The opening selection was a stunning excerpt (the Agnus Dei section) from Josquin des Prez’s Missa Mater Patris, the only mass he wrote for men’s voices. Des Prez is regarded as being the greatest master of high-Renaissance vocal polyphony, and it showed here. Under Miller’s skilled hands, the music’s florid, intertwining vocal lines conveyed an aura of intense spirituality, satisfying both the ear and the soul. For most of us, accustomed as we are to the usual mixed-choir sound in Renaissance sacred music, the men’s rich and mellow sonorities were a rare treat.

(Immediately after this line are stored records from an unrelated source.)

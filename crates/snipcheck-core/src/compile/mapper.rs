//! Translation of unit-local positions back to document coordinates.
//!
//! A unit's source is the preamble followed by its snippets, each snippet a
//! contiguous run of lines recorded as a [`Segment`]. Mapping is a pure
//! lookup over those segments.

use crate::assemble::{CompilationUnit, Segment};

use super::types::{Diagnostic, RawDiagnostic};

/// A document position resolved from a unit position.
#[derive(Debug, Clone, Copy, PartialEq, Eq)]
pub struct MappedPosition {
    /// Snippet sequence index.
    pub snippet: usize,
    /// Document line (1-indexed).
    pub line: usize,
    /// Column (1-indexed).
    pub column: usize,
}

/// Map a unit line/column to its document position.
///
/// Returns `None` for positions inside the preamble. Positions past the end
/// of the body clamp to the last body line of the last snippet.
pub fn map_position(unit: &CompilationUnit, line: usize, column: usize) -> Option<MappedPosition> {
    let line = line.max(1);
    let column = column.max(1);

    if unit.in_preamble(line) {
        return None;
    }

    if let Some(segment) = unit
        .segments
        .iter()
        .find(|s| line >= s.unit_line && line < s.unit_line + s.line_count)
    {
        return Some(MappedPosition {
            snippet: segment.snippet,
            line: segment.document_line + (line - segment.unit_line),
            column,
        });
    }

    clamp_to_end(&unit.segments)
}

fn clamp_to_end(segments: &[Segment]) -> Option<MappedPosition> {
    match segments.iter().rev().find(|s| s.line_count > 0) {
        Some(last) => Some(MappedPosition {
            snippet: last.snippet,
            line: last.document_line + last.line_count - 1,
            column: 1,
        }),
        // Only empty snippets: point at the opening fence.
        None => segments.first().map(|s| MappedPosition {
            snippet: s.snippet,
            line: s.document_line.saturating_sub(1).max(1),
            column: 1,
        }),
    }
}

/// Map raw backend diagnostics to document diagnostics.
///
/// Diagnostics inside the preamble are dropped; callers that treat preamble
/// errors specially must inspect the raw list first.
pub fn map_diagnostics(unit: &CompilationUnit, raw: &[RawDiagnostic]) -> Vec<Diagnostic> {
    raw.iter()
        .filter_map(|d| {
            let pos = map_position(unit, d.line, d.column)?;
            Some(Diagnostic {
                document: unit.document.clone(),
                line: pos.line,
                column: pos.column,
                severity: d.severity,
                message: d.message.clone(),
                code: d.code.clone(),
                snippet: pos.snippet,
                unit_id: unit.id.clone(),
            })
        })
        .collect()
}

#[cfg(test)]
mod tests {
    use super::*;
    use crate::assemble::{Preamble, UnitKind};
    use crate::compile::Severity;
    use crate::extract::SourceSpan;

    fn unit(preamble_lines: usize, segments: Vec<Segment>) -> CompilationUnit {
        CompilationUnit {
            id: "a.md#0".into(),
            document: "a.md".into(),
            document_ordinal: 0,
            index: 0,
            language: "ts".into(),
            snippets: segments.iter().map(|s| s.snippet).collect(),
            preamble: Preamble {
                text: "declare const console: any;\n".repeat(preamble_lines),
                line_count: preamble_lines,
                ..Preamble::default()
            },
            body: String::new(),
            segments,
            hash: String::new(),
            span: SourceSpan {
                start_line: 1,
                end_line: 20,
            },
            kind: UnitKind::Checked,
        }
    }

    fn segments() -> Vec<Segment> {
        // Snippet 0: document lines 3-4, snippet 1: document lines 9-11.
        vec![
            Segment {
                snippet: 0,
                unit_line: 2,
                line_count: 2,
                document_line: 3,
            },
            Segment {
                snippet: 1,
                unit_line: 4,
                line_count: 3,
                document_line: 9,
            },
        ]
    }

    #[test]
    fn test_maps_into_segments() {
        let unit = unit(1, segments());
        assert_eq!(
            map_position(&unit, 2, 5),
            Some(MappedPosition {
                snippet: 0,
                line: 3,
                column: 5
            })
        );
        assert_eq!(map_position(&unit, 5, 1).map(|p| (p.snippet, p.line)), Some((1, 10)));
    }

    #[test]
    fn test_preamble_positions_dropped() {
        let unit = unit(1, segments());
        assert_eq!(map_position(&unit, 1, 1), None);
    }

    #[test]
    fn test_past_end_clamps_to_last_line() {
        let unit = unit(1, segments());
        assert_eq!(map_position(&unit, 40, 7).map(|p| (p.snippet, p.line)), Some((1, 11)));
    }

    #[test]
    fn test_map_diagnostics_filters_preamble() {
        let unit = unit(1, segments());
        let raw = vec![
            RawDiagnostic {
                line: 1,
                column: 15,
                severity: Severity::Error,
                message: "in preamble".into(),
                code: None,
            },
            RawDiagnostic {
                line: 3,
                column: 2,
                severity: Severity::Error,
                message: "Cannot find name 'x'.".into(),
                code: Some("TS2304".into()),
            },
        ];

        let mapped = map_diagnostics(&unit, &raw);
        assert_eq!(mapped.len(), 1);
        assert_eq!(mapped[0].line, 4);
        assert_eq!(mapped[0].snippet, 0);
        assert_eq!(mapped[0].unit_id, "a.md#0");
    }
}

Enter the ladies, joining their men for the 10-section Charpentier piece: the afternoon’s magnum opus. Waiting for them was a small ensemble of instrumentalists from the marvelous (and versatile) Spoleto Festival Orchestra. While the work’s opening Kyrie and concluding Agnus Dei sections matched those of the standard Latin mass, the eight sections coming between were all settings of liturgical poems glorifying the mystical attributes of the Virgin Mary, each one ending with “priez pour nous” (pray for us), a fervent supplication for her divine intercession.

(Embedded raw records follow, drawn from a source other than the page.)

//! ANSI escapes for terminal output.

use std::io::IsTerminal;

pub const RED: &str = "\x1b[31m";
pub const GREEN: &str = "\x1b[32m";
pub const YELLOW: &str = "\x1b[33m";
pub const CYAN: &str = "\x1b[36m";
pub const DIM: &str = "\x1b[2m";
pub const BOLD: &str = "\x1b[1m";
pub const RESET: &str = "\x1b[0m";

/// Whether stdout should get colored output.
pub fn stdout_enabled() -> bool {
    std::env::var_os("NO_COLOR").is_none() && std::io::stdout().is_terminal()
}

/// Whether stderr should get colored output.
pub fn stderr_enabled() -> bool {
    std::env::var_os("NO_COLOR").is_none() && std::io::stderr().is_terminal()
}

/// Wrap `text` in `code` when `enabled`.
pub fn paint(text: &str, code: &str, enabled: bool) -> String {
    if enabled {
        format!("{code}{text}{RESET}")
    } else {
        text.to_string()
    }
}
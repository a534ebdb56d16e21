//! Error types for the authentication broker.

use crate::types::ProviderId;
use thiserror::Error;

/// Convenience alias for broker results.
pub type BrokerResult<T> = Result<T, BrokerError>;

/// Errors from the authentication broker.
///
/// Every variant except [`BrokerError::Provider`] is a contract violation by
/// the caller and is reported before any ledger mutation or provider call.
/// Expected "no result" outcomes (denied access, silent misses, declined
/// prompts) are never errors; they surface as `Ok(None)` or no-ops.
#[derive(Debug, Error)]
pub enum BrokerError {
    #[error("authentication provider {0} is already registered")]
    ProviderAlreadyRegistered(ProviderId),

    #[error("authentication provider {0} is not installed")]
    ProviderNotInstalled(ProviderId),

    #[error("authentication session request {0} is not found")]
    RequestNotFound(String),

    #[error("get_session options force_new_session and clear_session_preference are not supported")]
    UnsupportedOptions,

    #[error("get_session options create_if_none and silent are mutually exclusive")]
    ConflictingOptions,

    /// A provider call rejected. Propagated unchanged; the broker does not
    /// retry on behalf of the caller.
    #[error(transparent)]
    Provider(#[from] anyhow::Error),
}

The music was a complex marvel of vocal beauty, with instruments, soloist, duets and other smaller sub-ensembles (too many to credit here) weaving in and out of the choral fabric. This gave us the chance to savor many of the remarkable individual voices — each of solo quality — that make up this peerless chorus, no doubt America’s finest academic choir. These singers have performed very little Baroque-era music with instruments over Spoleto’s history, but with this event coming hard on the heels of last year’s special concert of the music of Bach and Buxtehude, let’s hope that a new (and very welcome) trend is in the making. In any event, most (if not all) of the choral aficionados that packed the Cathedral could hardly imagine a better performance of this glorious work.

This year, WC’s women faced the daunting task of performing as the female chorus in Proserpina, one of Spoletos operas, and the men must’ve felt a bit left out, so Miller gave them something special to do. Thus the ladies departed, leaving the stage to the gentlemen. One of the new directions Miller has taken his choir in since becoming its director is to the wonderful choral tradition of the Baltic nations, and one of their modern choral pioneers is the Estonian composer Veljo Tormis. His linked pair of short pieces known as Double Dedication sets the verses of two famous Estonian poets who were forced to flee their homeland into political exile during the dark years of Soviet occupation. The remarkable music employs the same melodic themes for both poems, while achieving an entirely different mood in each piece. The sonorous gents beguiled our ears with a potent song of protest, followed by a poignant song of farewell.   

The men then honored the work of two of America’s modern choral gurus: Robert Shaw and Alice Parker. Tirelessly promoting the cause of social and racial integration through music, these pioneers spent decades hunting down and making vibrant choral arrangements of spirituals, work-songs and other examples of folk music, like the sea-shanties and traditional Scotch-Irish tunes that immigrants had brought with them to America. Most committed American choral singers have performed at least a few of them.

But the most seldom-heard of these arrangements are those for men’s voices, and so we were blessed beyond measure to hear five such numbers here. We thrilled to their juicy, masculine sound in “Darling Nelly Gray,” “Whup! Jamboree” (complete with foot-stomping), “Lowlands,” and “Green Grow the Rashes, O.” But they really brought the house down with their hearty and joyous rendition of “Set Down Servant,” an exuberant spiritual. 

Tough luck if you missed this terrific program, as it won’t be repeated. But the WC still has two concerts to go — three if you count their big choral-orchestral gig (Mozart’s Coronation Mass and other works). But if pure choral music is your bag, be there for either of the WC’s choir two remaining concerts (same program, entitled ”Flower of Beauty”).